To develop an alternative method of detecting, the authors used 61 samples of DNA, more than 50% of which were resistant to one of the second-line medications (Klotoe et al. 2018). With the help of EFI (Ethambutol, Fluoroquinolones, Injectables) testing, researchers were able to identify all targeted types of mutations, as well as diversity among them.
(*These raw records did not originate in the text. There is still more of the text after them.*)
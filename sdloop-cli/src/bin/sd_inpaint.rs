//! Inpainting: white areas of the mask are repainted, black areas kept.
//!
//! In interactive mode each request is a prompt line, an output line, an initial image line and
//! a mask line.

use std::path::PathBuf;

use anyhow::Result;
use clap::Parser;
use sdloop_cli::{GenerationArgs, RuntimeArgs};
use sdloop_core::Conditioning;

#[derive(Parser, Debug)]
#[command(author, version, about = "Interactive Stable Diffusion inpainting")]
struct Args {
    /// Model repository id or local diffusers directory, must be an inpainting model.
    #[arg(long, default_value = "Lykon/dreamshaper-8-inpainting")]
    model: String,

    /// What the image should not contain.
    #[arg(long)]
    negative_prompt: Option<String>,

    /// Path to the initial image.
    #[arg(long)]
    init_image: PathBuf,

    /// Mask of the region to inpaint on the initial image.
    #[arg(long)]
    mask: PathBuf,

    #[command(flatten)]
    generation: GenerationArgs,

    #[command(flatten)]
    runtime: RuntimeArgs,
}

#[tokio::main]
async fn main() -> Result<()> {
    let args = Args::parse();
    sdloop_cli::init_tracing();

    let conditioning = Conditioning::Inpaint {
        init_image: args.init_image,
        mask: args.mask,
    };
    sdloop_cli::run(
        &args.model,
        args.negative_prompt,
        args.generation,
        args.runtime,
        conditioning,
    )
    .await
}
use std::fs;
use std::net::TcpListener;
use std::process::Command;

fn write_config(name: &str, endpoint: &str) -> String {
    let path = std::env::temp_dir().join(format!("relay-probe-{}-{}.toml", name, std::process::id()));
    fs::write(&path, format!("endpoint = \"{}\"\nquery_url = \"https://www.google.com/robots.txt\"\n", endpoint)).unwrap();
    path.to_string_lossy().into_owned()
}

#[test]
fn test_unreachable_endpoint_exits_zero() {
    let port = {
        let listener = TcpListener::bind("127.0.0.1:0").unwrap();
        listener.local_addr().unwrap().port()
    };
    let config = write_config("refused", &format!("http://127.0.0.1:{}/proxy", port));

    let output = Command::new(env!("CARGO_BIN_EXE_relay-probe"))
        .env("RELAY_PROBE_CONFIG", &config)
        .output()
        .unwrap();
    let _ = fs::remove_file(&config);

    assert!(output.status.success());
    let stdout = String::from_utf8(output.stdout).unwrap();
    let lines: Vec<&str> = stdout.lines().collect();
    assert_eq!(lines.len(), 2, "{}", stdout);
    assert!(lines[0].starts_with(&format!("Requesting http://127.0.0.1:{}/proxy with params", port)));
    assert!(lines[1].starts_with("Error:"));
}

#[test]
fn test_invalid_endpoint_exits_zero() {
    let config = write_config("invalid", "not a url");

    let output = Command::new(env!("CARGO_BIN_EXE_relay-probe"))
        .env("RELAY_PROBE_CONFIG", &config)
        .output()
        .unwrap();
    let _ = fs::remove_file(&config);

    assert!(output.status.success());
    let stdout = String::from_utf8(output.stdout).unwrap();
    assert!(stdout.lines().any(|line| line.starts_with("Error: invalid url")), "{}", stdout);
}

#[test]
fn test_missing_named_config_is_reported() {
    let config = std::env::temp_dir().join(format!("relay-probe-missing-{}.toml", std::process::id()));
    let _ = fs::remove_file(&config);

    let output = Command::new(env!("CARGO_BIN_EXE_relay-probe"))
        .env("RELAY_PROBE_CONFIG", &config)
        .output()
        .unwrap();

    assert!(output.status.success());
    let stdout = String::from_utf8(output.stdout).unwrap();
    let lines: Vec<&str> = stdout.lines().collect();
    assert_eq!(lines.len(), 1, "{}", stdout);
    assert!(lines[0].starts_with("Error: configuration error"), "{}", stdout);
    assert!(!stdout.contains("tripo-file-proxy"), "{}", stdout);
}

/**
连真实的代理，默认 ignore
**/
#[ignore]
#[test]
fn test_live_default_run() {
    let output = Command::new(env!("CARGO_BIN_EXE_relay-probe"))
        .env("RELAY_PROBE_CONFIG", "conf/Settings.toml")
        .output()
        .unwrap();
    assert!(output.status.success());
    println!("{}", String::from_utf8_lossy(&output.stdout));
}
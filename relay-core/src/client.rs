use crate::errors::RelayError;
use crate::models::{ProxyRequest, ProxyResponse};
use async_trait::async_trait;
use log::{debug, trace};
#[cfg(test)]
use mockall::automock;

#[cfg_attr(test, automock)]
#[async_trait]
pub trait ProxyFetch {
    async fn fetch(&self, request: &ProxyRequest) -> Result<ProxyResponse, RelayError>;
}

/// `ProxyFetch` over reqwest. No timeout is configured: a silent endpoint
/// holds the run for as long as the transport allows.
pub struct ReqwestFetcher {
    client: reqwest::Client,
}

impl ReqwestFetcher {
    pub fn new(proxy_url: &Option<String>) -> Result<ReqwestFetcher, RelayError> {
        let builder = reqwest::Client::builder();
        let proxy_builder = match proxy_url {
            Some(val) => {
                debug!("routing https through proxy {}", val);
                builder.proxy(reqwest::Proxy::https(val)?)
            }
            None => { builder }
        };

        Ok(ReqwestFetcher {
            client: proxy_builder.build()?,
        })
    }
}

#[async_trait]
impl ProxyFetch for ReqwestFetcher {
    async fn fetch(&self, request: &ProxyRequest) -> Result<ProxyResponse, RelayError> {
        let url = request.to_url()?;
        debug!("GET {}", url);

        let res = self.client.get(url).send().await?;
        trace!("Response: {:?} {}", res.version(), res.status());
        let status = res.status().as_u16();
        let headers = res.headers().clone();
        let body = res.text().await?;
        trace!("body:{}", &body);

        Ok(ProxyResponse {
            status,
            headers,
            body,
        })
    }
}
The method the introduced utilizes the flow-cytometry microbead-based assay. Klotoe et al. (2018) note that their approach involves a less expensive technology compared to those currently utilized in the field. Moreover, the study proves that EFI testing is validated on clinical samples and provides detailed data on each of them, including information about phenotype and genotype. Authors report that their method allows for accurate and rapid identification of drug resistance and prediction of genotypes and shows the same effectiveness as the methods currently used.
Conclusion
The review of the article reveals that EFI testing is an alternative method that can be effective for the detection of drug resistance in tuberculosis. It is less expensive and cost-effective than those used currently, which means that it can be utilized in low-income countries where the technology is unavailable. Moreover, this method allows for the rapid identification of phenotype and genotype; its efficiency is relatively high. It means that in the future, this technology can substitute the existing ones and improve the health outcomes of individuals having resistance to antibiotics. The study also suggests that research in the field of coevolution is vital for enhancing global well-being.
References
Bottery MJ, Wood AJ, Brockhurst MA. 2017. Adaptive modulation of antibiotic resistance through intragenomic coevolution. Nat Ecol Evol. 1(9): 1364-1369. Web.
Klotoe BJ, Molina-Moya B, Gomes HM, Gomgnimbou MK, Suzarte LO, Saad MHF, Ali S, Dominguez J, Pimkina E, Zholdybayeva E, et al. 2018.TB-EFI, a novel 18-Plex microbead-based method for prediction of second-line drugs and ethambutol resistance in Mycobacterium tuberculosis complex. J Microbiol Meth. 152: 10-17. Web.